KEMPER NATIONAL INSURANCE COMPANIES,
AMERICAN MOTORISTS INSURANCE COMPANY,
Defendants, Appellees.
APPEAL FROM THE UNITED STATES DISTRICT COURT
FOR THE DISTRICT OF MASSACHUSETTS
[Hon. Morris E. Lasker, U.S. District Judge]
Before
Selya, Boudin and Lynch,
Circuit Judges.
Edmund M. Pitts with whom Pitts & Pitts was on brief for
appellant.
David Y. Loh with whom Marcigliano & Campise was on brief for
appellees.
January 24, 2000
BOUDIN, Circuit Judge. This marine insurance case, which
turns on the meaning of an exclusion for "discoloration and
corrosion," begins with an ocean shipment made in December 1995.
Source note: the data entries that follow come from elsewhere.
/// How long shutdown waits for in-flight dispatches to finish.
const DRAIN_TIMEOUT: Duration = Duration::from_secs(5);

/// Lifecycle hooks owned by the runtime.
///
/// Built on the same [`HookSet`] primitive as the engine's dispatch hooks.
#[derive(Clone, Default)]
pub struct RuntimeHooks {
    /// Fires once at startup, before any plugin loads.
    pub engine_created: HookSet<Arc<Engine>>,
    /// Fires after the event pump stops, before `run` returns.
    pub engine_will_terminate: HookSet<Arc<Engine>>,
    /// Fires immediately before each plugin's init.
    pub plugin_will_load: HookSet<PluginInfo>,
    /// Fires after each plugin's init succeeds.
    pub plugin_loaded: HookSet<PluginInfo>,
}

/// The main Braze runtime.
///
/// # Example
///
/// ```rust,ignore
/// use braze_runtime::BrazeRuntime;
///
/// let runtime = BrazeRuntime::new();
/// runtime.register_plugin(Box::new(Echo)).await?;
///
/// let (tx, rx) = tokio::sync::mpsc::channel(64);
/// // hand `tx` to the adapter ...
/// runtime.run(rx).await?;
/// ```
pub struct BrazeRuntime {
    /// The loaded configuration.
    config: RuntimeConfig,
    /// The shared dispatch engine.
    engine: Arc<Engine>,
    /// Plugins to load at startup.
    plugins: PluginRegistry,
    /// Lifecycle hooks.
    hooks: RuntimeHooks,
    /// Whether the event pump is running.
    running: Arc<RwLock<bool>>,
    /// Keeps the file log writer alive for the life of the runtime.
    _log_guard: Option<WorkerGuard>,
}

impl BrazeRuntime {
    /// Creates a new runtime with automatic configuration loading.
    ///
    /// Searches for `braze.toml` in the current directory and initializes
    /// logging from the result. If no configuration file is found, default
    /// settings are used.
    pub fn new() -> Self {
        let config = ConfigLoader::new()
            .with_current_dir()
            .load()
            .unwrap_or_else(|e| {
                eprintln!("Warning: Failed to load config ({e}), using defaults");
                RuntimeConfig::default()
            });

        Self::from_config(&config)
    }

    /// Creates a runtime builder for custom configuration.
    pub fn builder() -> RuntimeBuilder {
        RuntimeBuilder::new()
    }

    /// Creates a new runtime from an already loaded configuration.
    ///
    /// Initializes logging from the configuration (a no-op if a subscriber
    /// is already installed) and builds the engine with the bot settings.
    pub fn from_config(config: &RuntimeConfig) -> Self {
        let log_guard = logging::init_from_config(&config.logging);
        let engine = Arc::new(Engine::new(config.bot.clone()));

        info!(
            log_level = %config.logging.level,
            "Runtime initialized from configuration"
        );

        Self {
            config: config.clone(),
            engine,
            plugins: PluginRegistry::new(),
            hooks: RuntimeHooks::default(),
            running: Arc::new(RwLock::new(false)),
            _log_guard: log_guard,
        }
    }

    /// Returns a reference to the configuration.
    pub fn config(&self) -> &RuntimeConfig {
        &self.config
    }

    /// The shared dispatch engine.
    pub fn engine(&self) -> Arc<Engine> {
        Arc::clone(&self.engine)
    }

    /// The runtime's lifecycle hooks.
    pub fn hooks(&self) -> &RuntimeHooks {
        &self.hooks
    }

    /// Attaches the bot used for outbound API calls.
    pub fn set_bot(&self, bot: Arc<dyn Bot>) {
        self.engine.set_bot(bot);
    }

    /// Registers a plugin; it is loaded when the runtime starts.
    pub async fn register_plugin(&self, plugin: Box<dyn Plugin>) -> RuntimeResult<()> {
        self.plugins.register(plugin).await
    }

    /// Returns whether the event pump is currently running.
    pub async fn is_running(&self) -> bool {
        *self.running.read().await
    }

    /// Fires the startup hooks and loads all registered plugins.
    pub async fn init(&self) -> RuntimeResult<()> {
        self.hooks.engine_created.emit(&self.engine);
        self.plugins.load_all(&self.engine, &self.hooks).await?;

        let plugins = self.plugins.count().await;
        info!(plugins, "Runtime initialized");
        Ok(())
    }

    /// Runs the runtime until the event channel closes or a shutdown signal
    /// (Ctrl+C or SIGTERM) is received.
    pub async fn run(&self, events: mpsc::Receiver<Arc<dyn Event>>) -> RuntimeResult<()> {
        info!("Press Ctrl+C to stop");
        self.run_until(events, wait_for_shutdown()).await
    }

    /// Runs the runtime until the event channel closes or the given future
    /// completes.
    pub async fn run_until<F>(
        &self,
        mut events: mpsc::Receiver<Arc<dyn Event>>,
        shutdown: F,
    ) -> RuntimeResult<()>
    where
        F: Future<Output = ()>,
    {
        {
            let mut running = self.running.write().await;
            if *running {
                warn!("Runtime is already running");
                return Ok(());
            }
            *running = true;
        }

        if let Err(e) = self.init().await {
            *self.running.write().await = false;
            return Err(e);
        }

        info!("Braze runtime is now running");

        tokio::pin!(shutdown);
        let mut in_flight: Vec<JoinHandle<bool>> = Vec::new();

        loop {
            tokio::select! {
                maybe_event = events.recv() => match maybe_event {
                    Some(event) => {
                        in_flight.retain(|handle| !handle.is_finished());
                        in_flight.push(self.engine.dispatch(event));
                    }
                    None => {
                        info!("Event channel closed, shutting down");
                        break;
                    }
                },
                _ = &mut shutdown => {
                    break;
                }
            }
        }

        self.drain(in_flight).await;
        self.stop().await;

        Ok(())
    }

    /// Waits briefly for in-flight dispatches before shutdown.
    async fn drain(&self, in_flight: Vec<JoinHandle<bool>>) {
        let pending: Vec<_> = in_flight
            .into_iter()
            .filter(|handle| !handle.is_finished())
            .collect();
        if pending.is_empty() {
            return;
        }

        debug!("Draining {} in-flight dispatch(es)", pending.len());
        if tokio::time::timeout(DRAIN_TIMEOUT, join_all(pending))
            .await
            .is_err()
        {
            warn!("Shutting down with dispatches still in flight");
        }
    }

    async fn stop(&self) {
        *self.running.write().await = false;
        self.hooks.engine_will_terminate.emit(&self.engine);
        info!("Runtime stopped");
    }
}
At that time, the plaintiff-appellant, Central International
Company ("Central")--a trading company doing business in
Massachusetts--arranged for the transportation of galvanized steel
coils from Aviles, Spain, to a customer in St. Vincent, West
Indies, aboard the M/V Andrealon. The shipment was insured under
an "all risk" ocean marine open cargo insurance policy previously
issued to Central by the principal defendant-appellee, American
Motorists Insurance Company ("AMICO"). The policy was not limited
either to this shipment or to steel products.
The vessel in question encountered heavy seas en route to
St. Vincent, resulting in damage to the vessel and its hatches. It
is apparently undisputed that the steel coils in question were in
good condition when shipped but arrived in damaged condition. The
laboratory analyses conducted on the damaged cargo showed that the
coils were "severely corroded" and displayed a variety of light and
dark stains. The initial direct loss, independent of consequential
damages, was estimated by Central at several hundred thousand
dollars.
Central then brought suit on its insurance policy in a
Massachusetts trial court seeking approximately $221,000 in damages
to the coils plus additional related expenses. For simplicity, we
treat AMICO as the only defendant. AMICO removed the case to
federal district court on the ground that it fell within that
court's admiralty or maritime jurisdiction, 28 U.S.C. 1333(1).
In due course, both sides moved for summary judgment. In April
1999, the district court filed a decision granting AMICO's motion
for summary judgment and ordering dismissal of the complaint.
The district court pointed out that the policy covered
all risks of "physical loss or damage [to the cargo] from any
external cause" but was subject to a specific exclusion:
However, as respects steel products and all
metals: excluding rusting, oxidation,
discoloration and corrosion; also excluding
bending, twisting, crimping, and end damage.
Since corrosion and discoloration were the admitted damage, the
district court found that the policy exclusion applied. The court
rejected Central's effort to avoid the exclusion by saying that the
corrosion and discoloration had not occurred naturally but had been
primarily caused by water and by the improper stowage of powder
ash, which had allegedly leaked onto the steel coils during the
storm or otherwise. Central now appeals.
Our review of a summary judgment is de novo, EEOC v.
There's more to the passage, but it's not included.